> Problem
Review the material line by line. Identify and copy every line that contains the string "RecordingSink".

> Data records
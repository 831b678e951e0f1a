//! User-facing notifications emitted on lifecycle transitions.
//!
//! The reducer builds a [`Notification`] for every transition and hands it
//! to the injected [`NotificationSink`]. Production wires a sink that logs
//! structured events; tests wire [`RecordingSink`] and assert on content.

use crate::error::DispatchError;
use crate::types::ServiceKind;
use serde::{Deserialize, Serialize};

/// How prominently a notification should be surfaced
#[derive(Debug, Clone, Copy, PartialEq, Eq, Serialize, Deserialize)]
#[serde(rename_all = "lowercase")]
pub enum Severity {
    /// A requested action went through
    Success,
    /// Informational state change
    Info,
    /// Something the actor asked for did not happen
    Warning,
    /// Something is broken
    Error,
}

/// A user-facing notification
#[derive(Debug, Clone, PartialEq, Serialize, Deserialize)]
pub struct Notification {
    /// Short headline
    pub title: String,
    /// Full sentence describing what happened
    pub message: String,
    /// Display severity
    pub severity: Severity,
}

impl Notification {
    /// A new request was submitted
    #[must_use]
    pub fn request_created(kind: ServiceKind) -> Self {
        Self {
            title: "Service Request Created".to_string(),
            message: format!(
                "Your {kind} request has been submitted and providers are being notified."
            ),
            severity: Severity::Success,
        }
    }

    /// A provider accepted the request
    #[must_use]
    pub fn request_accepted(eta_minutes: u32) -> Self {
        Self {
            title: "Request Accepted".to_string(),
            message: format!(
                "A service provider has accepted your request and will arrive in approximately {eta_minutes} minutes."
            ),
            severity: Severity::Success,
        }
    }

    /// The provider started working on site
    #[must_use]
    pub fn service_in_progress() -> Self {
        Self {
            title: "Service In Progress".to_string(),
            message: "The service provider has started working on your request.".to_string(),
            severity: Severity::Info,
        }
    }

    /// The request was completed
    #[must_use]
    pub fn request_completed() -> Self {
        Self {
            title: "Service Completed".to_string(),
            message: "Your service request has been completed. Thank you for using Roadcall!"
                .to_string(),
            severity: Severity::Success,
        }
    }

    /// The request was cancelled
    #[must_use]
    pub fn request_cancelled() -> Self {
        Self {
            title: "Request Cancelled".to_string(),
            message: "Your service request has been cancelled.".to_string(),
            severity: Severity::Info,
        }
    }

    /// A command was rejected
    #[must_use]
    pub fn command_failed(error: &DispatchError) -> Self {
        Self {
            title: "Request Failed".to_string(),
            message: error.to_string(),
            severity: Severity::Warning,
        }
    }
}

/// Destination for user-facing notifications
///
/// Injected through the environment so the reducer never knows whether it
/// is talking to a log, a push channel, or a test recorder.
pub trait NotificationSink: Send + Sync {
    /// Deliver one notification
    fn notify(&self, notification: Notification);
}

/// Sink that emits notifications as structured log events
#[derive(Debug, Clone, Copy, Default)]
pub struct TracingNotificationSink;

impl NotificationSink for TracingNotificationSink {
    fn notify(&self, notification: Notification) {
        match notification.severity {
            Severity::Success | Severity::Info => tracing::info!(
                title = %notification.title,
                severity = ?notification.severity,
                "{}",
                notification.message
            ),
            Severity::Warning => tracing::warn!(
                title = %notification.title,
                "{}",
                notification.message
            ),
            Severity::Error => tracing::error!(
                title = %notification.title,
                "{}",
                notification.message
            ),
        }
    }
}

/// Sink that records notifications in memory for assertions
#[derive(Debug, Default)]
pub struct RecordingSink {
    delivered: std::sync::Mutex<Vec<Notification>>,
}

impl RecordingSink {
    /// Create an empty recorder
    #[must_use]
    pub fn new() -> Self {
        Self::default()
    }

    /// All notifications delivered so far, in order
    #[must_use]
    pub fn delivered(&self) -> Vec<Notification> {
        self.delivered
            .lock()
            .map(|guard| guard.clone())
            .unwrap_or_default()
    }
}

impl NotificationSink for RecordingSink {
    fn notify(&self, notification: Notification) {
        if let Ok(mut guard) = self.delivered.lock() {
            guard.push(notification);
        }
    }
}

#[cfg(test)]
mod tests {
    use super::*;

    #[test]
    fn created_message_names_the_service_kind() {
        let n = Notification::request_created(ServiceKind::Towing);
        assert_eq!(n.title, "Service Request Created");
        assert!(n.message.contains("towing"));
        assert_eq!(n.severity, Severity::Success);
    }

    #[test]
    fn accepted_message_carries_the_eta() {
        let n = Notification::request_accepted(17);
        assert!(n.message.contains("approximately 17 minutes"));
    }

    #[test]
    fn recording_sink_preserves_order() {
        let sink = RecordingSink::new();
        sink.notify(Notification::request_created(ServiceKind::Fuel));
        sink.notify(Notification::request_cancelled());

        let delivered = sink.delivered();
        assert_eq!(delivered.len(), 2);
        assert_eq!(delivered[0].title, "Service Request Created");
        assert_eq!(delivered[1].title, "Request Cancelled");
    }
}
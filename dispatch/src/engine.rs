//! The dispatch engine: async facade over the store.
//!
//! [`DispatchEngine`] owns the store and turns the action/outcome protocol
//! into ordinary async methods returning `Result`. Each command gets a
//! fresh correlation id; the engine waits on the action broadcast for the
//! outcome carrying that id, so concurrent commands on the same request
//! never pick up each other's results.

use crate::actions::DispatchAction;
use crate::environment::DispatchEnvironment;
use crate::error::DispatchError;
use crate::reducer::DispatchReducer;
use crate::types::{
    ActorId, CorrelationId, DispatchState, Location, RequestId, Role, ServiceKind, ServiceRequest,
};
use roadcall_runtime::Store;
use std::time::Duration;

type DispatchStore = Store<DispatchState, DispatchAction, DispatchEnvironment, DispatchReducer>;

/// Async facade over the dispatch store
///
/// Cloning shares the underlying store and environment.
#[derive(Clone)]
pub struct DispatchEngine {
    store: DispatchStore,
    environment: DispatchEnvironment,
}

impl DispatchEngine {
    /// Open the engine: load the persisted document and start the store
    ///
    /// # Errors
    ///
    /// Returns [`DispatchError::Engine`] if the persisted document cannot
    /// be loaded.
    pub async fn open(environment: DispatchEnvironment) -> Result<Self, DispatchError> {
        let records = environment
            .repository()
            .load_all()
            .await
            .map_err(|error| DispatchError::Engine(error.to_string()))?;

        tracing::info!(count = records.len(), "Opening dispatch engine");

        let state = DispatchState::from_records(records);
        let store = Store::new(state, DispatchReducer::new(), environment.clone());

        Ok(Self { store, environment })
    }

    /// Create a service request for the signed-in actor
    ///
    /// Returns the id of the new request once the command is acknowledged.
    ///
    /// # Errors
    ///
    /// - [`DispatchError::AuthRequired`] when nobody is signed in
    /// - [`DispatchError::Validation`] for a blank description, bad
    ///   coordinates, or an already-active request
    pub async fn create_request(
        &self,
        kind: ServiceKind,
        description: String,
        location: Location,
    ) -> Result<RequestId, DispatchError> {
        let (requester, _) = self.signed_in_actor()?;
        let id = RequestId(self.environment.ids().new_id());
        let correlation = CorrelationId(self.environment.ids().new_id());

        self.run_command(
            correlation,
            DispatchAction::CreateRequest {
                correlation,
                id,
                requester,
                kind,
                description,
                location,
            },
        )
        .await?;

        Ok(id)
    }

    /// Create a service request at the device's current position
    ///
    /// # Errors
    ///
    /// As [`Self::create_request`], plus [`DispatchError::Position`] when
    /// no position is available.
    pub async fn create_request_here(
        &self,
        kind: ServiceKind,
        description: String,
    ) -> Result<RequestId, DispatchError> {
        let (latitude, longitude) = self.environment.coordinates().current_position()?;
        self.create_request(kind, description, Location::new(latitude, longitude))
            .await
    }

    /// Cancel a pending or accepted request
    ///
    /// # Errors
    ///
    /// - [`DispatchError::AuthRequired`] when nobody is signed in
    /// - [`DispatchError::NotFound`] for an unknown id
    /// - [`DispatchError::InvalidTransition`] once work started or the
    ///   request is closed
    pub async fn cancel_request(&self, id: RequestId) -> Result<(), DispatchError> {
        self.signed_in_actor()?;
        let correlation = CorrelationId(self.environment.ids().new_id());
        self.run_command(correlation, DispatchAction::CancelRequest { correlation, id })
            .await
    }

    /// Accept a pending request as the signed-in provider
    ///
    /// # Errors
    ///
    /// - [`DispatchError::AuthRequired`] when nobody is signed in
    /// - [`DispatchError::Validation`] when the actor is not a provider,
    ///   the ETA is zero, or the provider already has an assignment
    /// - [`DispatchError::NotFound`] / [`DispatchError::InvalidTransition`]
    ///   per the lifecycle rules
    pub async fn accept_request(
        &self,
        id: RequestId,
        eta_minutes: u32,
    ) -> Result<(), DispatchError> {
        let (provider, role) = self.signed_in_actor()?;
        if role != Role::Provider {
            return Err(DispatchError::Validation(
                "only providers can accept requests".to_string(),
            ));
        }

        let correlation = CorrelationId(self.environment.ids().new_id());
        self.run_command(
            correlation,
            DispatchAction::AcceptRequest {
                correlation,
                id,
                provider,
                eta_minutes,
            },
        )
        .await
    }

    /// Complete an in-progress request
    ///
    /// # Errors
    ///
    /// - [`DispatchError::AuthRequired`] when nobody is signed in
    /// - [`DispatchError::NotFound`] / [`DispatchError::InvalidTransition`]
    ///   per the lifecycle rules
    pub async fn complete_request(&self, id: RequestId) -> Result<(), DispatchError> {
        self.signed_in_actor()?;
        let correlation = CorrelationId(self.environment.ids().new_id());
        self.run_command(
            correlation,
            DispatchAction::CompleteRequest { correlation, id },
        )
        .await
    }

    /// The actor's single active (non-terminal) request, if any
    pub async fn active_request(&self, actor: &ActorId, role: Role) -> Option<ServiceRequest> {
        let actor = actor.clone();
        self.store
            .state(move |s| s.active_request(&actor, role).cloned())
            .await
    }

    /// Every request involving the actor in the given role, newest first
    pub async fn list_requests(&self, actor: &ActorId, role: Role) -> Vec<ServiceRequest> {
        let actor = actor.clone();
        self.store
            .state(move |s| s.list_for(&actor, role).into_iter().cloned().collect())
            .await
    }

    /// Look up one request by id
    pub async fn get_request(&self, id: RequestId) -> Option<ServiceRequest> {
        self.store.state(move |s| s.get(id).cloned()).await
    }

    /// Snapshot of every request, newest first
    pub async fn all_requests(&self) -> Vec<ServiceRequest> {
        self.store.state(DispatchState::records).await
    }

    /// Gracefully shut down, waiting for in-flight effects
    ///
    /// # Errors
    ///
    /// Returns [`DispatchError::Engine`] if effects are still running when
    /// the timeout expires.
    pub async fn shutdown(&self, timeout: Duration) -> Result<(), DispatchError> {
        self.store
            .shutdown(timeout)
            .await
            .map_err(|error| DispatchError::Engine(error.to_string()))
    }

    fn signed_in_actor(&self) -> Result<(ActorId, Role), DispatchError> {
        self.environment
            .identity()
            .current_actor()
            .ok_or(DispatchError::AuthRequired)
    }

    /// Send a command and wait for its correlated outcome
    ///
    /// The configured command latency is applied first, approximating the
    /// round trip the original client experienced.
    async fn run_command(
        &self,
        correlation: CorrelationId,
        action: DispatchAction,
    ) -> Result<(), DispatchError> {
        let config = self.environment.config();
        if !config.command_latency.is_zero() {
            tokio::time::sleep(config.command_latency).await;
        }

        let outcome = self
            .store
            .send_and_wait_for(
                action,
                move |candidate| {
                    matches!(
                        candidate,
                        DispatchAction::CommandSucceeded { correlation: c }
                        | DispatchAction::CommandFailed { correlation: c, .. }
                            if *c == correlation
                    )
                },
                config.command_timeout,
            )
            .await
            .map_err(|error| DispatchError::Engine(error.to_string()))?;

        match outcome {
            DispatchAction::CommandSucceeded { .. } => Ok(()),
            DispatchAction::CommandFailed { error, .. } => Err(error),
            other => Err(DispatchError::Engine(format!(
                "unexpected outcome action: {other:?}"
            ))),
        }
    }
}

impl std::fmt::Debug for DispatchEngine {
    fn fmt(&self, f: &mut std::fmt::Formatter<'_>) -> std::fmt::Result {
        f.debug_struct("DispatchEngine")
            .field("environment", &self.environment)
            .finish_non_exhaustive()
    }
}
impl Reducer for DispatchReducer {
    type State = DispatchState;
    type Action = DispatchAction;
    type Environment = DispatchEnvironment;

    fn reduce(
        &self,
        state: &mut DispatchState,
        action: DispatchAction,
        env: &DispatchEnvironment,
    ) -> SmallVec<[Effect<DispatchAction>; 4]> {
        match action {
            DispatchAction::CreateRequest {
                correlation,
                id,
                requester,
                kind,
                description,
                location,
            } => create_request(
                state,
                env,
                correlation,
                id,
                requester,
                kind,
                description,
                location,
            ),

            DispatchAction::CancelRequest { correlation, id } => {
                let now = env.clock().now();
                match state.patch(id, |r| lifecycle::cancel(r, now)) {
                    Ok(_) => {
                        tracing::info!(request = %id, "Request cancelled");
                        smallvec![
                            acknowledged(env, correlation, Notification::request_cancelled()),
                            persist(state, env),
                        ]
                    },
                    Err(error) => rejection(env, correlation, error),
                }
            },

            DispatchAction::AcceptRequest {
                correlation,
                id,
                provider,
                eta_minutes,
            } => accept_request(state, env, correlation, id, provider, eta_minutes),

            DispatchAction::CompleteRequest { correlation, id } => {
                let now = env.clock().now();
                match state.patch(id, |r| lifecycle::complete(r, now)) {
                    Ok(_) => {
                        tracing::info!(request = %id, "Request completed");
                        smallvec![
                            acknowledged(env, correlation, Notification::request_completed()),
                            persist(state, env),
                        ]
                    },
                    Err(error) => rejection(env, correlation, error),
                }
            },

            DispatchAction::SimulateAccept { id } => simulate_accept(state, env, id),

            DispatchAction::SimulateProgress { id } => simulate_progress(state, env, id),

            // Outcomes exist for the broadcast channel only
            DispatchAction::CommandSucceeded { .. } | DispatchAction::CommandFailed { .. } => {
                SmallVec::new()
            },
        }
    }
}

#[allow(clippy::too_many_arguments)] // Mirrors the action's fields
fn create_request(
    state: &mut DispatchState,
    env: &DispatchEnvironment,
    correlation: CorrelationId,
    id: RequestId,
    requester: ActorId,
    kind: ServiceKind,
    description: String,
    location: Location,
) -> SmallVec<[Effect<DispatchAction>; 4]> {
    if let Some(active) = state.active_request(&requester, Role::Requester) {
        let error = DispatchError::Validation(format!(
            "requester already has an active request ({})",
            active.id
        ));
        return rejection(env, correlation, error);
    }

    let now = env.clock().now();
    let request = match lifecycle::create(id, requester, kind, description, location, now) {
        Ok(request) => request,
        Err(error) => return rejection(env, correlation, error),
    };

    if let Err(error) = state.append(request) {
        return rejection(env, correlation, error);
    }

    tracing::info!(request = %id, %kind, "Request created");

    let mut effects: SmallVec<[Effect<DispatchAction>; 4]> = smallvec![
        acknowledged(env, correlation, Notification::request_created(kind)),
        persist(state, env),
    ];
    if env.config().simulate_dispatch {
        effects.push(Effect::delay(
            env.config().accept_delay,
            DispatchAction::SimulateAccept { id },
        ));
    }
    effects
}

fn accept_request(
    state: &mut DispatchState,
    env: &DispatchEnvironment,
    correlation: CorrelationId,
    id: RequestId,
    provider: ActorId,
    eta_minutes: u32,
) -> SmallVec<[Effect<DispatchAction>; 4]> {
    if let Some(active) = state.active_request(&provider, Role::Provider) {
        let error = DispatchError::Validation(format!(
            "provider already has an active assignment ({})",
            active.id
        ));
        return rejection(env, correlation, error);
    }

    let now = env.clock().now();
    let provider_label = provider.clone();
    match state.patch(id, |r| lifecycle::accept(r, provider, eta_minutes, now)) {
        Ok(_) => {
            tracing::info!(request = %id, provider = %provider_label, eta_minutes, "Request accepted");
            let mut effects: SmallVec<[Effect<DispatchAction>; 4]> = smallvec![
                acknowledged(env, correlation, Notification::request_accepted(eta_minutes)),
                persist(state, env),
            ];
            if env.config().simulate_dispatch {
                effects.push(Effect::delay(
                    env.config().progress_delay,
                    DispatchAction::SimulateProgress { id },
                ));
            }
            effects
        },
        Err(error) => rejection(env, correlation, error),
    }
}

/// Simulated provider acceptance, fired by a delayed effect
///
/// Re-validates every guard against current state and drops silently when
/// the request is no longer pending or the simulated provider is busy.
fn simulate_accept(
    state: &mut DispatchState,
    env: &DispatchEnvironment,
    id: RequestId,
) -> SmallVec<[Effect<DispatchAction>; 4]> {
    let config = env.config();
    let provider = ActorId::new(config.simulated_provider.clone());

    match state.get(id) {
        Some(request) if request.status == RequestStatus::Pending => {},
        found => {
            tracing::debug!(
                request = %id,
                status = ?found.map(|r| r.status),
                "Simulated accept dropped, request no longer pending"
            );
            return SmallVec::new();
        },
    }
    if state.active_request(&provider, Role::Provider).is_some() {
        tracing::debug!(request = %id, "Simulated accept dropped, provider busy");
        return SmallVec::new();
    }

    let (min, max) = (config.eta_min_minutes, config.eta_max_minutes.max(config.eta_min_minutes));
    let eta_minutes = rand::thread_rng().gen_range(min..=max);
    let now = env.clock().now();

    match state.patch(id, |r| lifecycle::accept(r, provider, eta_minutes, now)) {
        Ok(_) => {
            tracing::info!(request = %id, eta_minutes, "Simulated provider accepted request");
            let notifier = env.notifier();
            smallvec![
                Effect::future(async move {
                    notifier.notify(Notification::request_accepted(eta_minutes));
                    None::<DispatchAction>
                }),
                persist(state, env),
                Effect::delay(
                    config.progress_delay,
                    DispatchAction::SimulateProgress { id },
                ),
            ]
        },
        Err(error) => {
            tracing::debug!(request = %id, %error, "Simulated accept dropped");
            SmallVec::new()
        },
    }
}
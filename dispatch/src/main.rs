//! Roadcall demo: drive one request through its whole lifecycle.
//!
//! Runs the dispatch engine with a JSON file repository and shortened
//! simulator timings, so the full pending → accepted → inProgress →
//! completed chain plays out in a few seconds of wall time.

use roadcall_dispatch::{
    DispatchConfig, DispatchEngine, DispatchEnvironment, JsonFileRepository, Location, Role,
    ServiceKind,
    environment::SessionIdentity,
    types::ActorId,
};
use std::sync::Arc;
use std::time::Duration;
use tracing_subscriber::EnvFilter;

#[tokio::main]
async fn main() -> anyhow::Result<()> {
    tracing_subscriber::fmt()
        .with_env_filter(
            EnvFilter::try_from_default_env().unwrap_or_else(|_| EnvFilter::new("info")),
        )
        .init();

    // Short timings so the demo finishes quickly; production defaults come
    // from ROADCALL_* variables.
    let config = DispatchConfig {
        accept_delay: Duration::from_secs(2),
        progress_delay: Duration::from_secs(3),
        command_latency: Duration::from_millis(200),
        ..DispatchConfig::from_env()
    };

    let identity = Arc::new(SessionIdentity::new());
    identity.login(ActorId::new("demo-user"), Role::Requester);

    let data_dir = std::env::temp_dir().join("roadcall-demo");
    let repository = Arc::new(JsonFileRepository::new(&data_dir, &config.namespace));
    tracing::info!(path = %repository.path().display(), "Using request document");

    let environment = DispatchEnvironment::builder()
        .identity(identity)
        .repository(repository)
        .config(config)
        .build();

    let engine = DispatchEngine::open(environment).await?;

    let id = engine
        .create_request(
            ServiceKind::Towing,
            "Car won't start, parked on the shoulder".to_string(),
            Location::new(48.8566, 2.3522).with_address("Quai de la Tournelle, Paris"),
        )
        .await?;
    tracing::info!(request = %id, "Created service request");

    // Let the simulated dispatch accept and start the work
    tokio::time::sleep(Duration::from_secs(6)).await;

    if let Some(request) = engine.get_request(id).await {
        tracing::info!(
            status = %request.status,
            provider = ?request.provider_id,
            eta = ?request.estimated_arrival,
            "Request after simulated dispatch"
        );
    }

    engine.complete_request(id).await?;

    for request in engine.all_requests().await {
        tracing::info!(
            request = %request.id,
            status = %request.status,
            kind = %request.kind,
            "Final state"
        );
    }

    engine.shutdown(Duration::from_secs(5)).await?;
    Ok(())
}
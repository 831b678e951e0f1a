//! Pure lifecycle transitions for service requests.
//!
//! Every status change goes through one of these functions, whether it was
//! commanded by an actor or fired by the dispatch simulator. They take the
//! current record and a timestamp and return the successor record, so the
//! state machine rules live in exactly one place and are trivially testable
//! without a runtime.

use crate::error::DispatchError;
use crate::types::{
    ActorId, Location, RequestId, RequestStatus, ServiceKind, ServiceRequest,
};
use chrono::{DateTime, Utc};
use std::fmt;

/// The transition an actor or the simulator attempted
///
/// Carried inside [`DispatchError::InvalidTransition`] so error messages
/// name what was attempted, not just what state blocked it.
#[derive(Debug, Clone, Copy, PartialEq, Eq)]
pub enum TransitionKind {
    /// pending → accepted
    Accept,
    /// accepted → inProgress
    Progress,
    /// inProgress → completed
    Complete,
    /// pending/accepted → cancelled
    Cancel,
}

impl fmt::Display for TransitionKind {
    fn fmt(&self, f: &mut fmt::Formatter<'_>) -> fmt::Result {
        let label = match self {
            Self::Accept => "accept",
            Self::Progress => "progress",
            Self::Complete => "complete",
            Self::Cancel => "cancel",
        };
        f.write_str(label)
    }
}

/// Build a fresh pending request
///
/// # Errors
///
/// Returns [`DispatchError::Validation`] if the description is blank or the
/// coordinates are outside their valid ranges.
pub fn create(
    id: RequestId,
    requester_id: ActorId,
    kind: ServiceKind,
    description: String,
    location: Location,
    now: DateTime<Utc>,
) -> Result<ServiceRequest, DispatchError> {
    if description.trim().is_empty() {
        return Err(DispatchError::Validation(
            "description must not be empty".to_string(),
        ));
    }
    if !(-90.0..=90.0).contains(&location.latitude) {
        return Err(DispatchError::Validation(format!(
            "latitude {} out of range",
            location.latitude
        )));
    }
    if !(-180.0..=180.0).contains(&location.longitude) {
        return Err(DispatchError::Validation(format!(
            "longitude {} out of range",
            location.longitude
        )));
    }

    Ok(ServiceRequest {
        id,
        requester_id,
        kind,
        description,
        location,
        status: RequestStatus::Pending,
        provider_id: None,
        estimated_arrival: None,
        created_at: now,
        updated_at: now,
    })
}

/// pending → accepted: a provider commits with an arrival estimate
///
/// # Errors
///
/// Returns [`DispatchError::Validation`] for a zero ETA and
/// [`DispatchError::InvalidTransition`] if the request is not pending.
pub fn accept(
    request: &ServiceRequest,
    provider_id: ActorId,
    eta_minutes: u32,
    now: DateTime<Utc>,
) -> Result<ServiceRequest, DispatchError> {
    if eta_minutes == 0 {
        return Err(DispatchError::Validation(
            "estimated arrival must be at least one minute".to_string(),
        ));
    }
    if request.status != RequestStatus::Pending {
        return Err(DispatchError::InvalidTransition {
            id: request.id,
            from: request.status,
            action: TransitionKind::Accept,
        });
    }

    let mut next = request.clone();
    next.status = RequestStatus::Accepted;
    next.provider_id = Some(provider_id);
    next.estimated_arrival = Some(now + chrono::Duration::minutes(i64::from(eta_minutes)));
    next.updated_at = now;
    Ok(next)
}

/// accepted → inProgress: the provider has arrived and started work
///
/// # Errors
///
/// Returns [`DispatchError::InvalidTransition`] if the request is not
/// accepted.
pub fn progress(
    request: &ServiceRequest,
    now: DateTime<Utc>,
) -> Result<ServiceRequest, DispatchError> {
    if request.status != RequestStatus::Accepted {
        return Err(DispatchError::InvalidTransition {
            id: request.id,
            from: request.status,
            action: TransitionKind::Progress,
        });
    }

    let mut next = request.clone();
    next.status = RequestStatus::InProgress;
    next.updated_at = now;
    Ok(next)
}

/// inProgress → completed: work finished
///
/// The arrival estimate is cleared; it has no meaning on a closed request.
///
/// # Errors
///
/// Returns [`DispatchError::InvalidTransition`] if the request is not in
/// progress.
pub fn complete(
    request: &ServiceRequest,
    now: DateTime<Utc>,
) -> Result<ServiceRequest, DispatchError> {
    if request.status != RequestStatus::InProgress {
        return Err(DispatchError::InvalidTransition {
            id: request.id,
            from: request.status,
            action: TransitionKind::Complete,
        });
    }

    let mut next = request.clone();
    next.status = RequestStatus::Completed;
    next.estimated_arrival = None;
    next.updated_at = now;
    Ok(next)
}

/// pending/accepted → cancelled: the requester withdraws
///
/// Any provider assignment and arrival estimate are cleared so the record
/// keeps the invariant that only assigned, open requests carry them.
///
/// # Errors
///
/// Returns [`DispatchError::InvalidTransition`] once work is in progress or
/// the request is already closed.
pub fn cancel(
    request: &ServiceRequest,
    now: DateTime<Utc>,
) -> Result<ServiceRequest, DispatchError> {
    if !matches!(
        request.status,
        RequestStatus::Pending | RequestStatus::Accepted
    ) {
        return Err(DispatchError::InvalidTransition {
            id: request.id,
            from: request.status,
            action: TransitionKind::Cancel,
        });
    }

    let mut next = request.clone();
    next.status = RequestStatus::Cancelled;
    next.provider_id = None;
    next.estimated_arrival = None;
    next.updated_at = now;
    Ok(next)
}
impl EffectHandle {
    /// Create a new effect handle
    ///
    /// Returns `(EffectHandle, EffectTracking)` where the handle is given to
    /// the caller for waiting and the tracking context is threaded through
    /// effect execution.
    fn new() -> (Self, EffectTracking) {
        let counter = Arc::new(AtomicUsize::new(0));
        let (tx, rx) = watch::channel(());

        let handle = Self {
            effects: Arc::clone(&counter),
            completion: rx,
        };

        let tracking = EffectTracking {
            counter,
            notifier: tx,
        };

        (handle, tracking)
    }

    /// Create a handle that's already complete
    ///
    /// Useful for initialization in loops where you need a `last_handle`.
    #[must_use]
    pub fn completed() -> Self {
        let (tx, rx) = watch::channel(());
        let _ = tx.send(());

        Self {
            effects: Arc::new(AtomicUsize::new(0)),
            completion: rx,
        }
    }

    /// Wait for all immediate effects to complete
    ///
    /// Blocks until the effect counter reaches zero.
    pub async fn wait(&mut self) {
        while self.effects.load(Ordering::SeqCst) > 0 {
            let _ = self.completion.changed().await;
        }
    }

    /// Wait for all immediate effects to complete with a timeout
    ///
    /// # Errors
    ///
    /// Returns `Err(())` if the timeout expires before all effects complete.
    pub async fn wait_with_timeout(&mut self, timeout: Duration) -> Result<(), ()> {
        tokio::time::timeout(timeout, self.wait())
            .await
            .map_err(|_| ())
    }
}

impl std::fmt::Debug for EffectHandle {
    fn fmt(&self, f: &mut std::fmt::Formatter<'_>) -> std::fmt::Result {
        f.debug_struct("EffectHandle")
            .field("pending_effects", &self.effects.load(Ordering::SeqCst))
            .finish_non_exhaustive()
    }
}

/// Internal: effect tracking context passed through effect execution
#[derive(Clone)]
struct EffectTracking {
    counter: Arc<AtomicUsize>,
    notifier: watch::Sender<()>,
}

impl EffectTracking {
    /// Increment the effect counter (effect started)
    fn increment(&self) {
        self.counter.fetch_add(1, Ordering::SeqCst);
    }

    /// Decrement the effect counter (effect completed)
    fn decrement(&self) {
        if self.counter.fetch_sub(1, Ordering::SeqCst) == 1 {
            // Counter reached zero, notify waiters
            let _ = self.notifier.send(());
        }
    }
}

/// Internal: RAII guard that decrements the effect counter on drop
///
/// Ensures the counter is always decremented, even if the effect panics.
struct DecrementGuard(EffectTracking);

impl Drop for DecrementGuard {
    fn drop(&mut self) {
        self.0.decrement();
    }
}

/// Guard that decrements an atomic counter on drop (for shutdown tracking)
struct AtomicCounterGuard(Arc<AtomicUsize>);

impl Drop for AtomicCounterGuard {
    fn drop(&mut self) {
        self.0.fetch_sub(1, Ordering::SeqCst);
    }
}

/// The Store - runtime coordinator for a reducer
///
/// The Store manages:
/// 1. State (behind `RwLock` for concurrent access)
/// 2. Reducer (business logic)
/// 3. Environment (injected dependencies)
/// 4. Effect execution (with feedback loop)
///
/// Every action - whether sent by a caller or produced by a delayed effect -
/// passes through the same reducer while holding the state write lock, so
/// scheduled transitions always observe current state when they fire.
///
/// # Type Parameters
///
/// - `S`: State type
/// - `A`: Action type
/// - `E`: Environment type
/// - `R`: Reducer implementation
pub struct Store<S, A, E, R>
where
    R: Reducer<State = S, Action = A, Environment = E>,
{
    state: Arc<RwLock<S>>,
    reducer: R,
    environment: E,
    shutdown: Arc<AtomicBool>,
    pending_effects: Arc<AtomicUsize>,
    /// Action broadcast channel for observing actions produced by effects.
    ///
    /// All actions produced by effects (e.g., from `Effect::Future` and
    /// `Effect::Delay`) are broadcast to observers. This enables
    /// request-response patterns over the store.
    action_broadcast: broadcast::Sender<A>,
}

> Written reply
//! structured events; tests wire [`RecordingSink`] and assert on content.
pub struct RecordingSink {
impl RecordingSink {
impl NotificationSink for RecordingSink {
        let sink = RecordingSink::new();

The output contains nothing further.